4. Set Up Your New Payroll Account
You’re almost ready to run your first payroll with your new provider! But first, you’ll need to set up your company and employee details. For your company, you’ll need:
- Business Address
- BN and CRA Payroll Account Number
- Tax Rates and Remittance Schedule
- Business Bank Account Details
- YTD Amounts for All Employees
- ROEs Issued to Date
- Workers Compensation Information (WCB/WSIB)
To set up each employee, you’ll need:
- Full name
- Date of Birth
- Bank Deposit Information (for Direct Deposit)
- Home Address
- Email Address
5. Income Types and Deduction Types
In some cases, you will need to go beyond an employee’s regular wages and account for additional incomes and/or deductions.
- Income Types: includes bonuses, commissions, car allowances, overtime, and more.
- Deduction Types: includes health insurance, life insurance, RRSPs, and more.
6. Payroll Taxes and Year to Dates (YTDs)
In order to set up payroll with your new provider, you will need accurate YTD amounts for all employees, including contractors and terminated employees. This information can be found on the payroll register report from your old provider.
7. Carry Out Parallel Runs
To make sure your new payroll software is working as it should be, you’ll need to perform parallel runs. You can do this by completing the following steps:
- Export all the relevant information from your old provider.
- Input the exported information into the new software.
- Run payroll with the new system. Generally, two payroll cycles are used for parallel testing.

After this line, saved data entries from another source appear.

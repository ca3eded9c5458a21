//! # fibserve-server
//!
//! Request handler and axum routes exposing the memoized Fibonacci engine
//! over HTTP.

pub mod handler;
pub mod payload;
pub mod routes;

pub use handler::RequestHandler;
pub use payload::{FibResponse, Status};
pub use routes::{router, AppState};

use anyhow::Context;
use tokio::net::TcpListener;

/// Serve `state` on `listener` until Ctrl-C.
pub async fn serve(listener: TcpListener, state: AppState) -> anyhow::Result<()> {
    let addr = listener.local_addr().context("listener has no local address")?;
    tracing::info!(%addr, "listening");

    axum::serve(listener, router(state))
        .with_graceful_shutdown(shutdown_signal())
        .await
        .context("HTTP server error")?;

    tracing::info!("server stopped");
    Ok(())
}

async fn shutdown_signal() {
    if let Err(e) = tokio::signal::ctrl_c().await {
        tracing::error!(error = %e, "failed to listen for Ctrl-C");
        std::future::pending::<()>().await;
    }
    tracing::info!("shutdown requested");
}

- Compare the new system with the old system and address any inconsistencies. Once corrected, further parallel testing should produce more accurate results.
8. Filing and ROE for a Change of Provider
In order for your new payroll provider to be able to prepare and submit ROEs on your behalf, you need to complete and e-sign the ROE web authorization form. Just keep in mind:
- Before you complete the ROE web authorization form with your new provider, all prior payroll data should be submitted to Service Canada through Change of Provider ROEs.

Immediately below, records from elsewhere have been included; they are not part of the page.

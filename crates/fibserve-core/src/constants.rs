//! Constants for the Fibonacci engine, memo table, and response shaping.

/// Default number of entries kept in the memo table.
pub const DEFAULT_CACHE_CAPACITY: usize = 1000;

/// Default threshold (in bits) above which the three products of a
/// doubling step run in parallel.
pub const DEFAULT_PARALLEL_THRESHOLD: usize = 4096;

/// Decimal places kept when reporting elapsed time in milliseconds.
pub const ELAPSED_MS_DECIMALS: i32 = 4;

/// Largest index whose Fibonacci number fits in a u64.
/// F(93) = 12200160415121876738
pub const MAX_FIB_U64: u64 = 93;

/// Process exit codes.
pub mod exit_codes {
    /// Successful execution.
    pub const SUCCESS: i32 = 0;
    /// Generic error.
    pub const ERROR_GENERIC: i32 = 1;
    /// Invalid configuration.
    pub const ERROR_CONFIG: i32 = 4;
}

- After the form has been signed, your new provider will submit a request to Service Canada to become the Primary Officer for your company's ROE Web account. Note that there can only be one primary officer account associated with any organization.
9. Run Payroll!
You’ve dotted your i’s and crossed your t’s, so now it’s time to actually start running payroll! While running payroll will look a little bit different with every platform, here are a few key details you’ll need to take note of:
- Paygroup (ie. weekly, bi-weekly, semi-monthly, or monthly)
- First day of the pay cycle
- Last day of the pay cycle
- Pay date (NOTE: most payroll providers require you to approve payroll 2-3 business days prior to the desired pay date if employees are paid using direct deposit)
- Hours worked
- Add/remove income types
Even if you’re a payroll veteran, it’s important to always review all of the payroll information before approving payroll. Remember, it’s always easier to fix an error before payroll is run than trying to correct it after.

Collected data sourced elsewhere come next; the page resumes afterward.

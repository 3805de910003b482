use std::path::PathBuf;
use std::time::Duration;

use clap::Parser;
use color_eyre::Result;
use color_eyre::eyre::eyre;
use hostpulse::config::{self, LogFormat, LoggingConfig, OutputFormat, load_config, load_config_from_path};
use hostpulse::format::{format_bytes, format_uptime};
use hostpulse::system::source::{CounterSource, SourceKind, open_source};
use hostpulse::{Sampler, SystemStats};
use tracing_subscriber::EnvFilter;

#[derive(Parser)]
#[command(
    name = "hostpulse",
    about = "Periodically sample CPU, memory, processes and uptime"
)]
struct Cli {
    /// Path to config file
    #[arg(long)]
    config: Option<PathBuf>,

    /// Refresh rate in milliseconds
    #[arg(long)]
    refresh_rate: Option<u64>,

    /// Number of snapshots to print (0 = until interrupted)
    #[arg(long)]
    iterations: Option<u64>,

    /// Counter source: auto, procfs, sysinfo
    #[arg(long)]
    source: Option<String>,

    /// Output: json, pretty, summary
    #[arg(long)]
    output: Option<String>,
}

#[tokio::main(flavor = "current_thread")]
async fn main() -> Result<()> {
    color_eyre::install()?;

    let cli = Cli::parse();
    let config = load_config_for_cli(&cli)?;
    init_tracing(&config.logging)?;

    let source = open_source(config.source.kind, &config.source.proc_root)?;
    let sampler = Sampler::with_ranking(source, config.processes.ranking);

    run(&sampler, &config).await
}

async fn run<S: CounterSource>(sampler: &Sampler<S>, config: &config::Config) -> Result<()> {
    let tick_rate = Duration::from_millis(config.general.refresh_rate_ms.max(1));
    let mut ticker = tokio::time::interval(tick_rate);
    let mut taken = 0u64;

    loop {
        tokio::select! {
            _ = ticker.tick() => {
                // Failures are logged by the sampler; the next tick retries.
                if let Ok(stats) = sampler.get_system_stats() {
                    print_stats(&stats, config.general.output)?;
                }
                taken += 1;
                if config.general.iterations != 0 && taken >= config.general.iterations {
                    break;
                }
            }
            _ = tokio::signal::ctrl_c() => break,
        }
    }

    Ok(())
}

fn print_stats(stats: &SystemStats, output: OutputFormat) -> Result<()> {
    match output {
        OutputFormat::Json => println!("{}", serde_json::to_string(stats)?),
        OutputFormat::Pretty => println!("{}", serde_json::to_string_pretty(stats)?),
        OutputFormat::Summary => println!("{}", summary_line(stats)),
    }
    Ok(())
}

fn summary_line(stats: &SystemStats) -> String {
    let model = if stats.cpu.model_name.is_empty() {
        "Unknown"
    } else {
        stats.cpu.model_name.as_str()
    };
    format!(
        "cpu {:.1}% ({} cores, {}) | mem {:.1}% ({} / {}) | swap {} / {} | {} procs | up {}",
        stats.cpu.usage,
        stats.cpu.cores,
        model,
        stats.memory.used_percent,
        format_bytes(stats.memory.used),
        format_bytes(stats.memory.total),
        format_bytes(stats.memory.swap_used),
        format_bytes(stats.memory.swap_total),
        stats.processes.len(),
        format_uptime(stats.uptime),
    )
}

fn load_config_for_cli(cli: &Cli) -> Result<config::Config> {
    let mut config = match &cli.config {
        Some(path) => load_config_from_path(path),
        None => load_config(),
    };

    if let Some(rate) = cli.refresh_rate {
        config.general.refresh_rate_ms = rate;
    }
    if let Some(iterations) = cli.iterations {
        config.general.iterations = iterations;
    }
    if let Some(ref source) = cli.source {
        config.source.kind = source.parse::<SourceKind>().map_err(|e| eyre!(e))?;
    }
    if let Some(ref output) = cli.output {
        config.general.output = output.parse::<OutputFormat>().map_err(|e| eyre!(e))?;
    }

    Ok(config)
}

fn init_tracing(logging: &LoggingConfig) -> Result<()> {
    let filter = match EnvFilter::try_from_default_env() {
        Ok(filter) => filter,
        Err(_) => EnvFilter::try_new(&logging.level)
            .map_err(|e| eyre!("invalid log level `{}`: {e}", logging.level))?,
    };

    let builder = tracing_subscriber::fmt()
        .with_env_filter(filter)
        .with_writer(std::io::stderr);
    let result = match logging.format {
        LogFormat::Text => builder.try_init(),
        LogFormat::Json => builder.json().try_init(),
    };
    result.map_err(|e| eyre!("failed to set tracing subscriber: {e}"))
}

Believe it or not, you’ve reached the end of our guide to setting up payroll! Whether you’re switching providers or setting up payroll for the very first time, we hope that the information in this ebook helps you feel a little bit more confident in your payroll setup.
Of course, if you have lingering questions, that’s okay too! You’re a business owner, not a payroll expert, and it never hurts to seek out more information.